Initializing model... Traceback (most recent call last):
  File "eval.py", line 1456, in <module>
    evaluate(net, dataset)
  File "eval.py", line 1191, in evaluate
    evalvideo(net, args.video)
  File "eval.py", line 1079, in evalvideo
    first_batch = eval_network(transform_frame(get_next_frame(vid)))
  File "eval.py", line 961, in eval_network
    out = net(imgs)
  File "/home/anaconda3/lib/python3.7/site-packages/torch/nn/modules/module.py", line 532, in __call__
    result = self.forward(*input, **kwargs)
  File "/home/anaconda3/lib/python3.7/site-packages/torch/nn/parallel/data_parallel.py", line 150, in forward
    return self.module(*inputs[0], **kwargs[0])
  File "/home/anaconda3/lib/python3.7/site-packages/torch/nn/modules/module.py", line 532, in __call__
    result = self.forward(*input, **kwargs)
  File "/home/PycharmProjects/instanceSegmentation/yolact_amp/yolact.py", line 725, in forward
    outs = self.backbone(x)
  File "/home/anaconda3/lib/python3.7/site-packages/torch/nn/modules/module.py", line 532, in __call__
    result = self.forward(*input, **kwargs)
  File "/home/PycharmProjects/instanceSegmentation/yolact_amp/backbone.py", line 219, in forward
    x = layer(x)
  File "/home/anaconda3/lib/python3.7/site-packages/torch/nn/modules/module.py", line 532, in __call__
    result = self.forward(*input, **kwargs)
  File "/home/anaconda3/lib/python3.7/site-packages/torch/nn/modules/container.py", line 100, in forward
    input = module(input)
  File "/home/anaconda3/lib/python3.7/site-packages/torch/nn/modules/module.py", line 532, in __call__
    result = self.forward(*input, **kwargs)
  File "/home/PycharmProjects/instanceSegmentation/yolact_amp/backbone.py", line 80, in forward
    out = self.conv3(out)
  File "/home/anaconda3/lib/python3.7/site-packages/torch/nn/modules/module.py", line 532, in __call__
    result = self.forward(*input, **kwargs)
  File "/home/anaconda3/lib/python3.7/site-packages/torch/nn/modules/conv.py", line 345, in forward
    return self.conv2d_forward(input, self.weight)
  File "/home/anaconda3/lib/python3.7/site-packages/torch/nn/modules/conv.py", line 342, in conv2d_forward
    self.padding, self.dilation, self.groups)
RuntimeError: Input type (torch.cuda.HalfTensor) and weight type (torch.cuda.FloatTensor) should be the same

I'm not getting this error If I set use_amp=False during eval

jasonkena commented 4 years ago

Sorry @Auth0rM0rgan, I believe you were right. I did not initialize amp within eval.py, which is why the problem only showed up during inference.

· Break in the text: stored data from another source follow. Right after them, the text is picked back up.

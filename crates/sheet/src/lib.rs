//! Worksheet reading for docmerge
//!
//! Loads one worksheet of an xlsx workbook and turns every data row into a
//! [`Row`]: a sparse map from header name to the cell text as a spreadsheet
//! application would display it, under the cell's number format.
//!
//! # Examples
//!
//! ## Building rows from referenced cells
//!
//! ```
//! use docmerge_sheet::{rows_from_grid, SheetCell};
//!
//! let grid = vec![
//!     vec![
//!         SheetCell::new("A1", "Id"),
//!         SheetCell::new("B1", "Name"),
//!         SheetCell::new("C1", "Email"),
//!     ],
//!     vec![SheetCell::new("A2", "42"), SheetCell::new("B2", "Ann")],
//! ];
//!
//! let rows = rows_from_grid(&grid);
//! assert_eq!(rows[0].column("Name"), Some("Ann"));
//! assert_eq!(rows[0].column("Email"), None);
//! ```
//!
//! ## Reading a workbook
//!
//! ```no_run
//! use docmerge_sheet::read_rows;
//!
//! // First sheet of the workbook
//! let first = read_rows("data.xlsx", None).unwrap();
//! // Sheet matched case-insensitively
//! let summary = read_rows("data.xlsx", Some("summary")).unwrap();
//! ```

mod a1_notation;
mod display;
mod error;
mod header;
mod number_format;
mod row;
mod selector;
mod styles;
mod xlsx;

pub use a1_notation::{column_index_to_letters, column_key, parse_a1, to_a1_notation};
pub use display::{display_text, format_general};
pub use error::{Result, SheetError};
pub use header::{build_row, resolve_header, rows_from_grid, ColumnNames, SheetCell};
pub use number_format::{builtin_format, format_number, format_text, is_general, FormatOptions};
pub use row::Row;
pub use selector::select_sheet;
pub use styles::{CellFormats, StyleTable};
pub use xlsx::{read_rows, SheetRows, Workbook};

@Rm1n90, to fix it I believe you have to add

if args.cuda:
    net = net.cuda()
if cfg.use_amp:
    from apex import amp

    if not args.cuda:
        raise ValueError("amp must be used with CUDA")
    net = amp.initialize(net, opt_level="O1")

before net = CustomDataParallel(net).cuda() (https://github.com/jasonkena/yolact/blob/e1a949445dc0c57eb7c8f10470630faff0ce22e2/eval.py#L913)

I haven't tested it, can you tell me how it turns out?

Rm1n90 commented 4 years ago

@jasonkena, Thanks, Eval now working with AMP.